───── Extracted records

//! Deck server: wallet-gated trading dashboard backend.
//!
//! Usage:
//!   deck-server [OPTIONS]
//!
//! Options:
//!   -c, --config <FILE>      Config file path (default: config/deck.toml)
//!   -p, --port <PORT>        Listen port (overrides config)
//!   --upstream-url <URL>     Exchange backend URL (overrides config)
//!   --log-level <LEVEL>      Log level (overrides config)

use std::path::PathBuf;
use std::process::ExitCode;
use std::sync::Arc;

use anyhow::{Context, Result};
use clap::Parser;
use tokio::sync::broadcast;
use tracing::{Level, info, warn};
use tracing_subscriber::FmtSubscriber;

use deck_exchange::ExchangeClient;
use deck_server::config::DeckConfig;
use deck_server::dashboard::{AppState, spawn_server};
use deck_server::market::{FreshnessPolicy, LiveProvider, MarketAggregator, MarketProvider};
use deck_server::session::{MemoryStore, new_shared, spawn_sweeper};

/// CLI arguments for deck-server.
#[derive(Parser, Debug)]
#[command(name = "deck-server")]
#[command(about = "Wallet-gated trading dashboard backend")]
#[command(version)]
struct Args {
    /// Config file path
    #[arg(short, long, default_value = "config/deck.toml")]
    config: PathBuf,

    /// Listen port (overrides config file)
    #[arg(short, long)]
    port: Option<u16>,

    /// Exchange backend URL (overrides config file)
    #[arg(long)]
    upstream_url: Option<String>,

    /// Log level: trace, debug, info, warn, error
    #[arg(long)]
    log_level: Option<String>,
}

#[tokio::main]
async fn main() -> ExitCode {
    match run().await {
        Ok(()) => ExitCode::SUCCESS,
        Err(e) => {
            eprintln!("Error: {:#}", e);
            ExitCode::FAILURE
        }
    }
}

async fn run() -> Result<()> {
    // Load environment variables from .env file (if present)
    if let Err(e) = dotenvy::dotenv() {
        // Only warn if it's not a "file not found" error
        if !matches!(e, dotenvy::Error::Io(ref io_err) if io_err.kind() == std::io::ErrorKind::NotFound)
        {
            eprintln!("Warning: Failed to load .env file: {}", e);
        }
    }

    // Parse CLI arguments
    let args = Args::parse();

    // Load configuration
    let mut config = if args.config.exists() {
        DeckConfig::from_file(&args.config)
            .with_context(|| format!("Failed to load config from {:?}", args.config))?
    } else {
        warn!("Config file not found at {:?}, using defaults", args.config);
        DeckConfig::default()
    };

    // Apply environment variable overrides (secrets, etc.)
    config.apply_env_overrides();

    // Apply CLI overrides
    config.apply_cli_overrides(args.port, args.upstream_url, args.log_level);

    config.validate().context("Invalid configuration")?;

    // Initialize logging
    let log_level = match config.log_level.to_lowercase().as_str() {
        "trace" => Level::TRACE,
        "debug" => Level::DEBUG,
        "info" => Level::INFO,
        "warn" => Level::WARN,
        "error" => Level::ERROR,
        _ => Level::INFO,
    };
    let subscriber = FmtSubscriber::builder().with_max_level(log_level).finish();
    tracing::subscriber::set_global_default(subscriber)
        .context("Failed to set tracing subscriber")?;

    info!(
        upstream = %config.upstream.base_url,
        session_ttl_secs = config.session.ttl_secs,
        "Starting deck-server"
    );

    // Wire the components: store -> manager, client -> provider -> aggregator.
    let config = Arc::new(config);

    let sessions = new_shared(Arc::new(MemoryStore::new()), config.session.ttl());

    let client = ExchangeClient::with_timeout(&config.upstream.base_url, config.upstream.timeout())
        .context("Failed to create exchange client")?;
    let provider: Arc<dyn MarketProvider> = Arc::new(LiveProvider::new(client));

    let market = MarketAggregator::new(
        provider.clone(),
        FreshnessPolicy {
            fresh_for: config.market.fresh_for(),
            serve_ceiling: config.market.serve_ceiling(),
        },
    );

    let state = AppState::new(config.clone(), sessions.clone(), market, provider);

    // Background tasks share one shutdown signal.
    let (shutdown_tx, _) = broadcast::channel(1);

    let (_sweeper, sweeper_handle) = spawn_sweeper(
        sessions,
        config.session.sweep_interval(),
        shutdown_tx.subscribe(),
    );

    let server_handle = spawn_server(state, shutdown_tx.subscribe());

    // Run until interrupted.
    tokio::signal::ctrl_c()
        .await
        .context("Failed to listen for shutdown signal")?;
    info!("Shutdown signal received");

    let _ = shutdown_tx.send(());

    server_handle
        .await
        .context("API server task panicked")?
        .context("API server failed")?;
    sweeper_handle.await.context("Sweeper task panicked")?;

    info!("Shutdown complete");
    Ok(())
}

──────────

### Task goal
The word "Result" may appear in several lines of the data; count those lines and give only the number.

### Answer below
2